* Exercise directions
Starting with the first line and ending with the last, copy the entries word for word.

* Records shown
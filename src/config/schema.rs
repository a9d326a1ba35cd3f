//! Configuration schema definitions.
//!
//! Two files are involved: the daemon config (`ProxyConfig`) and the
//! backend services file it points at (`BackendServicesFile`), which is
//! re-read on every reload. All types derive Serde traits for
//! deserialization from TOML.

use serde::{Deserialize, Serialize};

use crate::origins::{BackendService, ConnectionPoolSettings, HealthCheckSettings, Origin};
use crate::registry::Id;

/// Root configuration for the registry daemon.
#[derive(Debug, Clone, Deserialize, Serialize, Default)]
#[serde(default)]
pub struct ProxyConfig {
    /// Where backend services come from and how they are reloaded.
    pub backends: BackendsConfig,

    /// Observability settings.
    pub observability: ObservabilityConfig,
}

/// Backend services source.
#[derive(Debug, Clone, Deserialize, Serialize)]
#[serde(default)]
pub struct BackendsConfig {
    /// Path to the backend services TOML file.
    pub path: String,

    /// Reload automatically when the file changes.
    pub watch: bool,

    /// Poll interval for the file watcher in seconds.
    pub poll_interval_secs: u64,

    /// Refuse reloads that would leave no backend service at all.
    pub require_non_empty: bool,
}

impl Default for BackendsConfig {
    fn default() -> Self {
        Self {
            path: "conf/backends.toml".to_string(),
            watch: true,
            poll_interval_secs: 2,
            require_non_empty: true,
        }
    }
}

/// Observability configuration.
#[derive(Debug, Clone, Deserialize, Serialize)]
#[serde(default)]
pub struct ObservabilityConfig {
    /// Log level (trace, debug, info, warn, error).
    pub log_level: String,

    /// Enable metrics endpoint.
    pub metrics_enabled: bool,

    /// Metrics endpoint bind address.
    pub metrics_address: String,
}

impl Default for ObservabilityConfig {
    fn default() -> Self {
        Self {
            log_level: "info".to_string(),
            metrics_enabled: false,
            metrics_address: "0.0.0.0:9090".to_string(),
        }
    }
}

/// Content of the backend services file.
#[derive(Debug, Clone, Deserialize, Serialize, Default)]
#[serde(default)]
pub struct BackendServicesFile {
    pub services: Vec<BackendServiceConfig>,
}

/// One backend service.
#[derive(Debug, Clone, Deserialize, Serialize)]
pub struct BackendServiceConfig {
    /// Unique service identifier.
    pub id: String,

    /// Path prefix routed to this service.
    #[serde(default = "default_path")]
    pub path: String,

    /// Origins serving this service.
    #[serde(default)]
    pub origins: Vec<OriginConfig>,

    #[serde(default)]
    pub connection_pool: ConnectionPoolConfig,

    #[serde(default)]
    pub health_check: HealthCheckConfig,

    /// Response timeout in milliseconds.
    #[serde(default = "default_response_timeout_ms")]
    pub response_timeout_ms: u64,
}

fn default_path() -> String {
    "/".to_string()
}

fn default_response_timeout_ms() -> u64 {
    BackendService::DEFAULT_RESPONSE_TIMEOUT_MS
}

/// Origin definition. The application id is taken from the enclosing service.
#[derive(Debug, Clone, Deserialize, Serialize)]
pub struct OriginConfig {
    /// Origin identifier, unique within the service.
    pub id: String,

    /// Origin address (e.g., "127.0.0.1:3000").
    pub host: String,
}

/// Connection pool configuration.
#[derive(Debug, Clone, Deserialize, Serialize)]
#[serde(default)]
pub struct ConnectionPoolConfig {
    pub max_connections_per_host: usize,
    pub max_pending_connections_per_host: usize,
    pub connect_timeout_ms: u64,
    pub pending_connection_timeout_ms: u64,
}

impl Default for ConnectionPoolConfig {
    fn default() -> Self {
        let defaults = ConnectionPoolSettings::default();
        Self {
            max_connections_per_host: defaults.max_connections_per_host,
            max_pending_connections_per_host: defaults.max_pending_connections_per_host,
            connect_timeout_ms: defaults.connect_timeout_ms,
            pending_connection_timeout_ms: defaults.pending_connection_timeout_ms,
        }
    }
}

/// Health check configuration.
#[derive(Debug, Clone, Deserialize, Serialize)]
#[serde(default)]
pub struct HealthCheckConfig {
    /// Enable active health checks.
    pub enabled: bool,

    /// Path requested by HTTP health checks.
    pub path: String,

    /// Health check interval in milliseconds.
    pub interval_ms: u64,

    /// Health check timeout in milliseconds.
    pub timeout_ms: u64,

    /// Number of consecutive successes before marking healthy.
    pub healthy_threshold: u32,

    /// Number of consecutive failures before marking unhealthy.
    pub unhealthy_threshold: u32,
}

impl Default for HealthCheckConfig {
    fn default() -> Self {
        let defaults = HealthCheckSettings::default();
        Self {
            enabled: defaults.enabled,
            path: defaults.path,
            interval_ms: defaults.interval_ms,
            timeout_ms: defaults.timeout_ms,
            healthy_threshold: defaults.healthy_threshold,
            unhealthy_threshold: defaults.unhealthy_threshold,
        }
    }
}

impl BackendServiceConfig {
    /// Convert into the domain type, stamping origins with the service id.
    pub fn into_backend_service(self) -> BackendService {
        let id = Id::from(self.id);
        let origins = self
            .origins
            .into_iter()
            .map(|origin| Origin::new(id.clone(), origin.id, origin.host))
            .collect();

        BackendService {
            id,
            path: self.path,
            origins,
            connection_pool: ConnectionPoolSettings {
                max_connections_per_host: self.connection_pool.max_connections_per_host,
                max_pending_connections_per_host: self.connection_pool.max_pending_connections_per_host,
                connect_timeout_ms: self.connection_pool.connect_timeout_ms,
                pending_connection_timeout_ms: self.connection_pool.pending_connection_timeout_ms,
            },
            health_check: HealthCheckSettings {
                enabled: self.health_check.enabled,
                path: self.health_check.path,
                interval_ms: self.health_check.interval_ms,
                timeout_ms: self.health_check.timeout_ms,
                healthy_threshold: self.health_check.healthy_threshold,
                unhealthy_threshold: self.health_check.unhealthy_threshold,
            },
            response_timeout_ms: self.response_timeout_ms,
        }
    }
}
//! Observability subsystem.
//!
//! # Data Flow
//! ```text
//! registry, config_store, origins
//!     → logging.rs (structured log events)
//!     → metrics.rs (counters, gauges)
//!
//! Consumers:
//!     → stdout log aggregation
//!     → Prometheus scrape endpoint (optional)
//! ```

pub mod logging;
pub mod metrics;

* Output for this task
filename src/config/schema.rs
repository a9d326a1ba35cd3f
//! Configuration schema definitions.
//!
//! Two files are involved: the daemon config (`ProxyConfig`) and the
//! backend services file it points at (`BackendServicesFile`), which is
//! re-read on every reload. All types derive Serde traits for
//! deserialization from TOML.

use serde::{Deserialize, Serialize};

use crate::origins::{BackendService, ConnectionPoolSettings, HealthCheckSettings, Origin};
use crate::registry::Id;

/// Root configuration for the registry daemon.
#[derive(Debug, Clone, Deserialize, Serialize, Default)]
#[serde(default)]
pub struct ProxyConfig {
    /// Where backend services come from and how they are reloaded.
    pub backends: BackendsConfig,

    /// Observability settings.
    pub observability: ObservabilityConfig,
}

/// Backend services source.
#[derive(Debug, Clone, Deserialize, Serialize)]
#[serde(default)]
pub struct BackendsConfig {
    /// Path to the backend services TOML file.
    pub path: String,

    /// Reload automatically when the file changes.
    pub watch: bool,

    /// Poll interval for the file watcher in seconds.
    pub poll_interval_secs: u64,

    /// Refuse reloads that would leave no backend service at all.
    pub require_non_empty: bool,
}

impl Default for BackendsConfig {
    fn default() -> Self {
        Self {
            path: "conf/backends.toml".to_string(),
            watch: true,
            poll_interval_secs: 2,
            require_non_empty: true,
        }
    }
}

/// Observability configuration.
#[derive(Debug, Clone, Deserialize, Serialize)]
#[serde(default)]
pub struct ObservabilityConfig {
    /// Log level (trace, debug, info, warn, error).
    pub log_level: String,

    /// Enable metrics endpoint.
    pub metrics_enabled: bool,

    /// Metrics endpoint bind address.
    pub metrics_address: String,
}

impl Default for ObservabilityConfig {
    fn default() -> Self {
        Self {
            log_level: "info".to_string(),
            metrics_enabled: false,
            metrics_address: "0.0.0.0:9090".to_string(),
        }
    }
}

/// Content of the backend services file.
#[derive(Debug, Clone, Deserialize, Serialize, Default)]
#[serde(default)]
pub struct BackendServicesFile {
    pub services: Vec<BackendServiceConfig>,
}

/// One backend service.
#[derive(Debug, Clone, Deserialize, Serialize)]
pub struct BackendServiceConfig {
    /// Unique service identifier.
    pub id: String,

    /// Path prefix routed to this service.
    #[serde(default = "default_path")]
    pub path: String,

    /// Origins serving this service.
    #[serde(default)]
    pub origins: Vec<OriginConfig>,

    #[serde(default)]
    pub connection_pool: ConnectionPoolConfig,

    #[serde(default)]
    pub health_check: HealthCheckConfig,

    /// Response timeout in milliseconds.
    #[serde(default = "default_response_timeout_ms")]
    pub response_timeout_ms: u64,
}

fn default_path() -> String {
    "/".to_string()
}

fn default_response_timeout_ms() -> u64 {
    BackendService::DEFAULT_RESPONSE_TIMEOUT_MS
}

/// Origin definition. The application id is taken from the enclosing service.
#[derive(Debug, Clone, Deserialize, Serialize)]
pub struct OriginConfig {
    /// Origin identifier, unique within the service.
    pub id: String,

    /// Origin address (e.g., "127.0.0.1:3000").
    pub host: String,
}

/// Connection pool configuration.
#[derive(Debug, Clone, Deserialize, Serialize)]
#[serde(default)]
pub struct ConnectionPoolConfig {
    pub max_connections_per_host: usize,
    pub max_pending_connections_per_host: usize,
    pub connect_timeout_ms: u64,
    pub pending_connection_timeout_ms: u64,
}

impl Default for ConnectionPoolConfig {
    fn default() -> Self {
        let defaults = ConnectionPoolSettings::default();
        Self {
            max_connections_per_host: defaults.max_connections_per_host,
            max_pending_connections_per_host: defaults.max_pending_connections_per_host,
            connect_timeout_ms: defaults.connect_timeout_ms,
            pending_connection_timeout_ms: defaults.pending_connection_timeout_ms,
        }
    }
}

/// Health check configuration.
#[derive(Debug, Clone, Deserialize, Serialize)]
#[serde(default)]
pub struct HealthCheckConfig {
    /// Enable active health checks.
    pub enabled: bool,

    /// Path requested by HTTP health checks.
    pub path: String,

    /// Health check interval in milliseconds.
    pub interval_ms: u64,

    /// Health check timeout in milliseconds.
    pub timeout_ms: u64,

    /// Number of consecutive successes before marking healthy.
    pub healthy_threshold: u32,

    /// Number of consecutive failures before marking unhealthy.
    pub unhealthy_threshold: u32,
}

impl Default for HealthCheckConfig {
    fn default() -> Self {
        let defaults = HealthCheckSettings::default();
        Self {
            enabled: defaults.enabled,
            path: defaults.path,
            interval_ms: defaults.interval_ms,
            timeout_ms: defaults.timeout_ms,
            healthy_threshold: defaults.healthy_threshold,
            unhealthy_threshold: defaults.unhealthy_threshold,
        }
    }
}

impl BackendServiceConfig {
    /// Convert into the domain type, stamping origins with the service id.
    pub fn into_backend_service(self) -> BackendService {
        let id = Id::from(self.id);
        let origins = self
            .origins
            .into_iter()
            .map(|origin| Origin::new(id.clone(), origin.id, origin.host))
            .collect();

        BackendService {
            id,
            path: self.path,
            origins,
            connection_pool: ConnectionPoolSettings {
                max_connections_per_host: self.connection_pool.max_connections_per_host,
                max_pending_connections_per_host: self.connection_pool.max_pending_connections_per_host,
                connect_timeout_ms: self.connection_pool.connect_timeout_ms,
                pending_connection_timeout_ms: self.connection_pool.pending_connection_timeout_ms,
            },
            health_check: HealthCheckSettings {
                enabled: self.health_check.enabled,
                path: self.health_check.path,
                interval_ms: self.health_check.interval_ms,
                timeout_ms: self.health_check.timeout_ms,
                healthy_threshold: self.health_check.healthy_threshold,
                unhealthy_threshold: self.health_check.unhealthy_threshold,
            },
            response_timeout_ms: self.response_timeout_ms,
        }
    }
}
//! Observability subsystem.
//!
//! # Data Flow
//! ```text
//! registry, config_store, origins
//!     → logging.rs (structured log events)
//!     → metrics.rs (counters, gauges)
//!
//! Consumers:
//!     → stdout log aggregation
//!     → Prometheus scrape endpoint (optional)
//! ```

pub mod logging;
pub mod metrics;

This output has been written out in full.